Five Questions With Chef Howard Hanna 
Howard Hanna, owner and James Beard-nominated chef at The Rieger in Kansas City is known for doing amazing things with pork. He’s also known for beautifully embracing Midwestern ingredients — even the not-so-perfect ones. Here, for our inaugural Five Questions feature, Hanna gets real about sustainability… and ham.

 


1. What does “sustainability” mean to you?  
Sustainability is a goal that I’m always trying to move closer to. It’s great to buy from local farmers, and to cook with the seasons, but I am really trying to go deeper with it.  Not just buying from farmers, but buying the things that help them the most. Trying to cook with cover crops, so that they can have another income stream while improving their soil. Not just using pastured pork, but trying to use the underutilized cuts that are hardest for them to sell. 


2. What’s your all-time favorite ingredient? 
Probably eggs. To me an egg is a perfect food. Eggs are one of the most versatile ingredients that have incredible properties that allow us to use them in so many ways, but also they can be cooked and served very simply — and they don’t need much help to be delicious.  

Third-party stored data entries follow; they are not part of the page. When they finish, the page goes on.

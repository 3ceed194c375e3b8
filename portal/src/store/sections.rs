// This file is part of the product NoPressure.
// SPDX-FileCopyrightText: 2025-2026 Zivatar Limited
// SPDX-License-Identifier: AGPL-3.0-or-later
// The code and documentation in this repository is licensed under the GNU Affero General Public License v3.0 or later (AGPL-3.0-or-later). See LICENSE.

use super::types::{Section, SectionWithItems, System};
use super::{ContentStore, StoreError};
use rusqlite::params;
use std::collections::HashMap;

impl ContentStore {
    /// Every section in display order, each carrying its systems in display order.
    pub fn list_sections(&self) -> Result<Vec<SectionWithItems>, StoreError> {
        let conn = self.lock()?;

        let mut stmt = conn.prepare(
            "SELECT id, title, icon, sort_order FROM sections ORDER BY sort_order ASC, id ASC",
        )?;
        let sections = stmt
            .query_map([], Section::from_row)?
            .collect::<Result<Vec<_>, _>>()?;

        let mut stmt = conn.prepare(
            "SELECT id, section_id, title, description, url, icon, color, sort_order, image_filename
             FROM systems ORDER BY sort_order ASC, id ASC",
        )?;
        let systems = stmt
            .query_map([], System::from_row)?
            .collect::<Result<Vec<_>, _>>()?;

        let mut result: Vec<SectionWithItems> =
            sections.into_iter().map(SectionWithItems::from).collect();
        let index: HashMap<i64, usize> = result
            .iter()
            .enumerate()
            .map(|(pos, section)| (section.id, pos))
            .collect();
        for system in systems {
            if let Some(&pos) = index.get(&system.section_id) {
                result[pos].items.push(system);
            }
        }
        Ok(result)
    }

    pub fn count_sections(&self) -> Result<i64, StoreError> {
        let conn = self.lock()?;
        Ok(conn.query_row("SELECT COUNT(*) FROM sections", [], |row| row.get(0))?)
    }

    /// Appends a section after every existing one.
    pub fn create_section(&self, title: &str, icon: Option<&str>) -> Result<i64, StoreError> {
        let conn = self.lock()?;
        conn.execute(
            "INSERT INTO sections (title, icon, sort_order)
             VALUES (?1, ?2, (SELECT COALESCE(MAX(sort_order), 0) + 1 FROM sections))",
            params![title, icon],
        )?;
        Ok(conn.last_insert_rowid())
    }

    /// Partial update: `None` keeps the stored value, `Some(None)` clears the icon.
    /// Returns the number of rows changed.
    pub fn update_section(
        &self,
        id: i64,
        title: Option<&str>,
        icon: Option<Option<&str>>,
    ) -> Result<usize, StoreError> {
        let conn = self.lock()?;
        let changes = conn.execute(
            "UPDATE sections
             SET title = COALESCE(?1, title), icon = CASE WHEN ?2 THEN ?3 ELSE icon END
             WHERE id = ?4",
            params![title, icon.is_some(), icon.flatten(), id],
        )?;
        Ok(changes)
    }

    /// Removes the section and every system it owns in one transaction.
    pub fn delete_section(&self, id: i64) -> Result<usize, StoreError> {
        let mut conn = self.lock()?;
        let tx = conn.transaction()?;
        tx.execute("DELETE FROM systems WHERE section_id = ?1", params![id])?;
        let changes = tx.execute("DELETE FROM sections WHERE id = ?1", params![id])?;
        tx.commit()?;
        Ok(changes)
    }
}
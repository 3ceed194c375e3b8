// This file is part of the product NoPressure.
// SPDX-FileCopyrightText: 2025-2026 Zivatar Limited
// SPDX-License-Identifier: AGPL-3.0-or-later
// The code and documentation in this repository is licensed under the GNU Affero General Public License v3.0 or later (AGPL-3.0-or-later). See LICENSE.

pub mod api;
pub mod app_state;
pub mod assets;
pub mod bootstrap;
pub mod config;
pub mod iam;
pub mod icons;
pub mod intake;
pub mod public;
pub mod runtime_paths;
pub mod security;
pub mod store;
pub mod util;
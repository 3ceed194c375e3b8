// This file is part of the product NoPressure.
// SPDX-FileCopyrightText: 2025-2026 Zivatar Limited
// SPDX-License-Identifier: AGPL-3.0-or-later
// The code and documentation in this repository is licensed under the GNU Affero General Public License v3.0 or later (AGPL-3.0-or-later). See LICENSE.

use super::{ContentStore, StoreError};
use rusqlite::params;

struct DemoSystem {
    title: &'static str,
    description: &'static str,
    icon: &'static str,
    color: &'static str,
}

struct DemoSection {
    title: &'static str,
    icon: &'static str,
    systems: &'static [DemoSystem],
}

const DEMO_SECTIONS: &[DemoSection] = &[
    DemoSection {
        title: "Gestión Administrativa",
        icon: "Briefcase",
        systems: &[
            DemoSystem {
                title: "ERP Central",
                description: "Gestión integral de recursos.",
                icon: "LayoutDashboard",
                color: "from-blue-500 to-cyan-500",
            },
            DemoSystem {
                title: "Recursos Humanos",
                description: "Portal del empleado y nóminas.",
                icon: "Users",
                color: "from-purple-500 to-pink-500",
            },
            DemoSystem {
                title: "CRM Ventas",
                description: "Gestión de clientes y leads.",
                icon: "ShoppingCart",
                color: "from-orange-500 to-red-500",
            },
        ],
    },
    DemoSection {
        title: "Análisis y Datos",
        icon: "Database",
        systems: &[
            DemoSystem {
                title: "Analytics & BI",
                description: "Reportes de inteligencia.",
                icon: "BarChart3",
                color: "from-emerald-500 to-green-500",
            },
            DemoSystem {
                title: "Finanzas",
                description: "Control financiero y auditoría.",
                icon: "BarChart3",
                color: "from-teal-400 to-emerald-600",
            },
        ],
    },
    DemoSection {
        title: "Infraestructura TI",
        icon: "Server",
        systems: &[
            DemoSystem {
                title: "Seguridad IT",
                description: "Control de accesos y logs.",
                icon: "ShieldCheck",
                color: "from-indigo-500 to-blue-600",
            },
            DemoSystem {
                title: "Cloud Panel",
                description: "Servidores y despliegues.",
                icon: "CloudCog",
                color: "from-yellow-400 to-orange-500",
            },
        ],
    },
];

impl ContentStore {
    /// Inserts the demo directory when no section exists yet. Returns whether anything was inserted.
    pub fn seed_demo_content(&self) -> Result<bool, StoreError> {
        let mut conn = self.lock()?;
        let tx = conn.transaction()?;

        let existing: i64 = tx.query_row("SELECT COUNT(*) FROM sections", [], |row| row.get(0))?;
        if existing > 0 {
            return Ok(false);
        }

        for (section_pos, section) in DEMO_SECTIONS.iter().enumerate() {
            tx.execute(
                "INSERT INTO sections (title, icon, sort_order) VALUES (?1, ?2, ?3)",
                params![section.title, section.icon, section_pos as i64 + 1],
            )?;
            let section_id = tx.last_insert_rowid();

            for (system_pos, system) in section.systems.iter().enumerate() {
                tx.execute(
                    "INSERT INTO systems (section_id, title, description, url, icon, color, sort_order)
                     VALUES (?1, ?2, ?3, '#', ?4, ?5, ?6)",
                    params![
                        section_id,
                        system.title,
                        system.description,
                        system.icon,
                        system.color,
                        system_pos as i64 + 1
                    ],
                )?;
            }
        }

        tx.commit()?;
        Ok(true)
    }
}
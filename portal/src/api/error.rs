// This file is part of the product NoPressure.
// SPDX-FileCopyrightText: 2025-2026 Zivatar Limited
// SPDX-License-Identifier: AGPL-3.0-or-later
// The code and documentation in this repository is licensed under the GNU Affero General Public License v3.0 or later (AGPL-3.0-or-later). See LICENSE.

use crate::assets::{AssetError, IMAGE_EXTENSIONS};
use crate::iam::CredentialError;
use crate::intake::IntakeError;
use crate::store::StoreError;
use actix_web::error::BlockingError;
use actix_web::http::StatusCode;
use actix_web::{HttpRequest, HttpResponse, ResponseError};
use log::{error, warn};
use serde_json::json;
use std::fmt;

/// Everything a handler can fail with, mapped onto one status code each.
#[derive(Debug)]
pub enum ApiError {
    Validation(String),
    Auth,
    TooLarge { limit_bytes: usize },
    Storage(String),
    Processing(String),
}

impl fmt::Display for ApiError {
    fn fmt(&self, f: &mut fmt::Formatter<'_>) -> fmt::Result {
        match self {
            ApiError::Validation(msg) => write!(f, "{}", msg),
            ApiError::Auth => write!(f, "Invalid credentials"),
            ApiError::TooLarge { limit_bytes } => {
                write!(f, "File exceeds the upload limit of {} bytes", limit_bytes)
            }
            ApiError::Storage(detail) => write!(f, "storage error: {}", detail),
            ApiError::Processing(detail) => write!(f, "image processing error: {}", detail),
        }
    }
}

impl std::error::Error for ApiError {}

impl ApiError {
    /// Text sent to the client. 500s stay generic; the detail goes to the log.
    fn public_message(&self) -> String {
        match self {
            ApiError::Storage(_) => "An internal error occurred".to_string(),
            ApiError::Processing(_) => "Image processing failed".to_string(),
            other => other.to_string(),
        }
    }
}

impl ResponseError for ApiError {
    fn status_code(&self) -> StatusCode {
        match self {
            ApiError::Validation(_) => StatusCode::BAD_REQUEST,
            ApiError::Auth => StatusCode::UNAUTHORIZED,
            ApiError::TooLarge { .. } => StatusCode::PAYLOAD_TOO_LARGE,
            ApiError::Storage(_) | ApiError::Processing(_) => StatusCode::INTERNAL_SERVER_ERROR,
        }
    }

    fn error_response(&self) -> HttpResponse {
        match self {
            ApiError::Storage(detail) => error!("Storage failure: {}", detail),
            ApiError::Processing(detail) => error!("Image processing failure: {}", detail),
            ApiError::TooLarge { limit_bytes } => {
                warn!("Rejected upload over the {} byte limit", limit_bytes)
            }
            _ => {}
        }
        HttpResponse::build(self.status_code()).json(json!({ "error": self.public_message() }))
    }
}

impl From<StoreError> for ApiError {
    fn from(err: StoreError) -> Self {
        ApiError::Storage(err.to_string())
    }
}

impl From<AssetError> for ApiError {
    fn from(err: AssetError) -> Self {
        match err {
            AssetError::InvalidName(reason) => ApiError::Validation(reason),
            AssetError::Io(err) => ApiError::Storage(err.to_string()),
        }
    }
}

impl From<IntakeError> for ApiError {
    fn from(err: IntakeError) -> Self {
        match err {
            IntakeError::NoFile => ApiError::Validation("No file uploaded".to_string()),
            IntakeError::UnsupportedType(ext) => ApiError::Validation(format!(
                "Unsupported image type .{}, expected one of: {}",
                ext,
                IMAGE_EXTENSIONS.join(", ")
            )),
            IntakeError::TooLarge { limit_bytes } => ApiError::TooLarge { limit_bytes },
            IntakeError::Processing(detail) => ApiError::Processing(detail),
            IntakeError::Asset(err) => err.into(),
            IntakeError::Multipart(detail) => {
                ApiError::Validation(format!("Malformed upload: {}", detail))
            }
        }
    }
}

impl From<CredentialError> for ApiError {
    fn from(err: CredentialError) -> Self {
        ApiError::Storage(err.to_string())
    }
}

impl From<BlockingError> for ApiError {
    fn from(err: BlockingError) -> Self {
        ApiError::Storage(err.to_string())
    }
}

/// Extractor failures (bad JSON, non-numeric ids) answer with the same JSON shape.
pub fn extractor_error(err: impl std::fmt::Display, _req: &HttpRequest) -> actix_web::Error {
    ApiError::Validation(err.to_string()).into()
}
// This file is part of the product NoPressure.
// SPDX-FileCopyrightText: 2025-2026 Zivatar Limited
// SPDX-License-Identifier: AGPL-3.0-or-later
// The code and documentation in this repository is licensed under the GNU Affero General Public License v3.0 or later (AGPL-3.0-or-later). See LICENSE.

use argon2::password_hash::{
    PasswordHash, PasswordHasher, PasswordVerifier, SaltString, rand_core::OsRng,
};
use argon2::{Algorithm, Argon2, Params, Version};

#[derive(Debug)]
pub enum PasswordError {
    HashError(String),
}

impl std::fmt::Display for PasswordError {
    fn fmt(&self, f: &mut std::fmt::Formatter<'_>) -> std::fmt::Result {
        match self {
            PasswordError::HashError(msg) => write!(f, "{}", msg),
        }
    }
}

impl std::error::Error for PasswordError {}

fn argon2() -> Argon2<'static> {
    Argon2::new(Algorithm::Argon2id, Version::V0x13, Params::default())
}

/// Argon2id PHC string with a fresh random salt.
pub fn hash_password(password: &str) -> Result<String, PasswordError> {
    let salt = SaltString::generate(&mut OsRng);
    let hash = argon2()
        .hash_password(password.as_bytes(), &salt)
        .map_err(|err| PasswordError::HashError(err.to_string()))?;
    Ok(hash.to_string())
}

/// Verifies `password` against a stored PHC string. A malformed stored hash is an error,
/// a wrong password is `Ok(false)`.
pub fn verify_password(password: &str, stored_hash: &str) -> Result<bool, PasswordError> {
    let parsed =
        PasswordHash::new(stored_hash).map_err(|err| PasswordError::HashError(err.to_string()))?;
    Ok(argon2()
        .verify_password(password.as_bytes(), &parsed)
        .is_ok())
}

#[cfg(test)]
mod tests {
    use super::*;

    #[test]
    fn hash_then_verify() {
        let hash = hash_password("admin123").unwrap();
        assert!(hash.starts_with("$argon2id$"));
        assert!(verify_password("admin123", &hash).unwrap());
        assert!(!verify_password("admin124", &hash).unwrap());
    }

    #[test]
    fn same_password_gets_different_salts() {
        let a = hash_password("secret").unwrap();
        let b = hash_password("secret").unwrap();
        assert_ne!(a, b);
    }

    #[test]
    fn malformed_stored_hash_is_an_error() {
        assert!(verify_password("x", "plaintext").is_err());
    }
}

3. If you could have a farm anywhere in the world, where would it be? 
In the heartland here in the midwest. We have great farmland, and great agricultural traditions. Other places might be easier, but our terroir supports an abundance of crops and great biodiversity that make it a unique and rewarding area to farm in.


4. What is the most underrated food right now? 
Ham. One third of a hog’s carcass weight is the hams, but we don’t eat them fast enough to keep up with more sought after cuts. People still enjoy the tender cuts from eating “high on the hog”—and bellies, ribs, and shoulder are on menus everywhere—but farmers can’t get a very good price for hams because there isn’t enough demand for them. There are great applications for fresh hams, but obviously, the traditions of curing, smoking, and aging hams have produced some of the world’s culinary treasures like Jamon Iberico de Bellota, Prosciutto de Parma—beautiful country hams from right here in Missouri and around the US, and the city hams that are so popular in delis.  


5. If you could change one thing about our food system, what would it be? 
I would want there to be more mid-sized local and regional processors. There are plenty of great small producers and chefs that drive a demand for their products, but it’s hard for the producers to get their products to market because of their extremely limited choices of slaughterhouses, mills, etc. Most processing plants are geared toward “Big Ag,” and are not interested in milling somebody’s small crop of organic heirloom farro, or processing their heritage breed rabbits or poultry.